PROCESSO TROPPO LUNGO
Tempi infiniti del giudice di pace: condannato il Ministero
Nove anni per una decisione di primo grado a Busto Arsizio. La Corte d’Appello di Milano: 400 euro per ogni anno di ritardo
Nove anni per non avere nemmeno un giudizio di primo grado. Stavolta, però, i cronici ritardi del giudice di pace di Busto Arsizio, già denunciati dal presidente del distretto della Corte d’Appello di Milano, Giuseppe Ondei, oltre che dagli avvocati del Foro di Busto, sono costati una condanna del Ministero della Giustizia per violazione del termine ragionevole di durata del processo.
Rinvio al 2028
A emetterla la Corte d’Appello civile di Milano che ha accolto un ricorso presentato dall’avvocato Salvatore D’Angelo per conto di HYPERLINK “https://www.italiarimborso.it/“ItaliaRimborso, una società che assiste passeggeri vittime di disservizi aerei. Tutto nasce da due distinte azioni civili. Obiettivo: ottenere dalla compagnia Neos un risarcimento previsto dalle norme comunitarie, in relazione a un volo in ritardo sulla tratta Cancun-Roma Fiumicino del giugno 2019. Il procedimento presupposto risale all’aprile 2020, poi le due azioni civili sono state riunite nel 2024, ma sino a oggi non si è mosso nulla.
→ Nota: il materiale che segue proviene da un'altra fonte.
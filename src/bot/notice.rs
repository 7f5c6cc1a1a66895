use serenity::{http::Http, model::id::ChannelId};
use std::sync::Arc;
use tracing::warn;

use crate::audio::Notifier;

/// Posts player notices ("Now playing: ...", errors) to the requesting channel.
pub struct DiscordNotifier {
    http: Arc<Http>,
}

impl DiscordNotifier {
    pub fn new(http: Arc<Http>) -> Self {
        Self { http }
    }
}

impl Notifier for DiscordNotifier {
    fn notify(&self, channel: ChannelId, message: String) {
        let http = self.http.clone();
        tokio::spawn(async move {
            if let Err(e) = channel.say(&http, &message).await {
                warn!("No se pudo enviar aviso al canal {}: {:?}", channel, e);
            }
        });
    }
}
//! # Audio Module
//!
//! Queue-driven playback for the bot, one independent player per guild.
//!
//! ## Architecture
//!
//! ### [`queue`] - Playback Queue
//! - Strict FIFO of [`queue::TrackRequest`]s, duplicates kept as distinct entries
//!
//! ### [`engine`] - Playback Engine
//! - One task per guild owning the queue, the voice connection and the
//!   current session
//! - State machine `Idle -> Resolving -> Playing -> Stopping -> ...`
//! - Resolution failures skip to the next request without stalling the queue
//!
//! ### [`player`] - Player Registry
//! - Maps each guild to the handle of its engine task
//!
//! ### [`voice`] - Songbird backend
//! - Implements [`VoiceGateway`] / [`VoiceLink`] on top of a songbird `Call`
//!
//! ## Completion hand-off
//!
//! The audio driver reports the end of a track from its own event task. It
//! never touches engine state: it only sends a message through the
//! [`CompletionSignal`] it was given, and the engine task consumes it.

use async_trait::async_trait;
use serenity::model::id::{ChannelId, GuildId, UserId};
use std::time::Duration;
use tokio::sync::mpsc;
use tracing::debug;

use crate::error::MusicError;

pub mod engine;
pub mod player;
pub mod queue;
pub mod voice;

#[cfg(test)]
mod testing;

pub use engine::{PlaybackState, PlayerSnapshot, PlayOutcome};
pub use player::{PlayerHandle, PlayerRegistry};
pub use queue::TrackRequest;

/// Who asked for something, and where the answer should go.
#[derive(Debug, Clone, PartialEq, Eq)]
pub struct RequestContext {
    pub guild_id: GuildId,
    pub text_channel: ChannelId,
    pub user_id: UserId,
    pub user_name: String,
}

/// Tunables of the playback engine.
#[derive(Debug, Clone)]
pub struct PlayerSettings {
    /// Pause between the end of a session and the next advance.
    pub advance_grace: Duration,
    /// Upper bound for one stream resolution.
    pub resolve_timeout: Duration,
    /// Consecutive resolution failures tolerated before halting, 0 = never halt.
    pub max_consecutive_failures: usize,
    /// Keep advancing after a transport error instead of going idle.
    pub advance_after_error: bool,
}

impl Default for PlayerSettings {
    fn default() -> Self {
        Self {
            advance_grace: Duration::from_secs(1),
            resolve_timeout: Duration::from_secs(30),
            max_consecutive_failures: 10,
            advance_after_error: true,
        }
    }
}

/// User-facing notices (now playing, errors, queue empty).
///
/// Implementations must return immediately; delivery happens in the background.
pub trait Notifier: Send + Sync {
    fn notify(&self, channel: ChannelId, message: String);
}

/// Best-effort audit log of meaningful transitions.
///
/// Implementations must return immediately and swallow their own failures.
pub trait ActionLogger: Send + Sync {
    fn log_action(&self, action: String, guild_id: GuildId, channel_id: ChannelId);
}

/// Opens voice connections.
#[async_trait]
pub trait VoiceGateway: Send + Sync + 'static {
    type Link: VoiceLink;

    async fn connect(&self, guild_id: GuildId, channel_id: ChannelId) -> Result<Self::Link, MusicError>;
}

/// An established voice connection.
#[async_trait]
pub trait VoiceLink: Send + Sync + 'static {
    type Stream: Send + 'static;

    /// Starts `stream`; `done` must be fired when it stops for any reason.
    async fn play(&self, stream: Self::Stream, done: CompletionSignal) -> Result<(), MusicError>;

    /// Stops the current stream, if any.
    async fn stop(&self);

    async fn disconnect(&self) -> Result<(), MusicError>;
}

#[derive(Debug, Clone, Copy, PartialEq, Eq, Hash)]
pub struct SessionId(pub(crate) u64);

/// Message sent by the audio driver when a session stops.
#[derive(Debug)]
pub(crate) struct Completion {
    pub session: SessionId,
    pub error: Option<String>,
}

/// One-shot "playback finished" signal handed to a [`VoiceLink`].
///
/// Clones share the same session; the engine acts on the first signal only.
#[derive(Debug, Clone)]
pub struct CompletionSignal {
    session: SessionId,
    tx: mpsc::UnboundedSender<Completion>,
}

impl CompletionSignal {
    pub(crate) fn new(session: SessionId, tx: mpsc::UnboundedSender<Completion>) -> Self {
        Self { session, tx }
    }

    pub fn session(&self) -> SessionId {
        self.session
    }

    /// Reports the end of the session, with the transport error if there was one.
    pub fn finished(&self, error: Option<String>) {
        let completion = Completion {
            session: self.session,
            error,
        };

        if self.tx.send(completion).is_err() {
            debug!("Player gone, dropping completion for session {:?}", self.session);
        }
    }
}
Anzi, il giudizio è stato rinviato per la precisazione delle conclusioni ad aprile 2028. Si arriva così a nove anni complessivi dal disagio per una decisione di primo grado. Forte di quanto prescrivono sia la Convenzione europea dei diritti dell’uomo (che garantisce a chiunque il diritto a un processo in tempi ragionevoli) sia la legge Pinto (che fissa in tre anni la durata ordinaria di un giudizio civile di primo grado), la corte d’appello civile ha riconosciuto un indennizzo di 400 euro per ogni anno di ritardo irragionevole, oltre interessi e spese legali. Una cifra simbolica, ma sufficiente a ribadire che la lentezza della macchina giudiziaria genera responsabilità dello Stato. Fatto significativo, la Corte d’Appello ha ritenuto ammissibile la domanda prima della sentenza definitiva.
Processi lumaca
«Questa decisione conferma un principio semplice: i cittadini hanno diritto a un processo che non si trascini per anni. Il nostro obiettivo è tutelare i passeggeri, ma anche richiamare l’attenzione su un problema strutturale che non può più essere ignorato», ha commentato l’avvocato D’Angelo. «La Corte ha riconosciuto l’irragionevolezza del ritardo, ma il vero tema è un sistema che costringe i cittadini a chiedere giustizia sulla giustizia. Finché non si interviene sulle cause strutturali, continueremo a vedere procedimenti che si arenano per anni senza alcuna giustificazione. Basti pensare che nel 2025 sono stati corrisposti dallo Stato ben 207 milioni di euro a titolo di indennizzo previsti dalla legge Pinto per irragionevole durata del processo».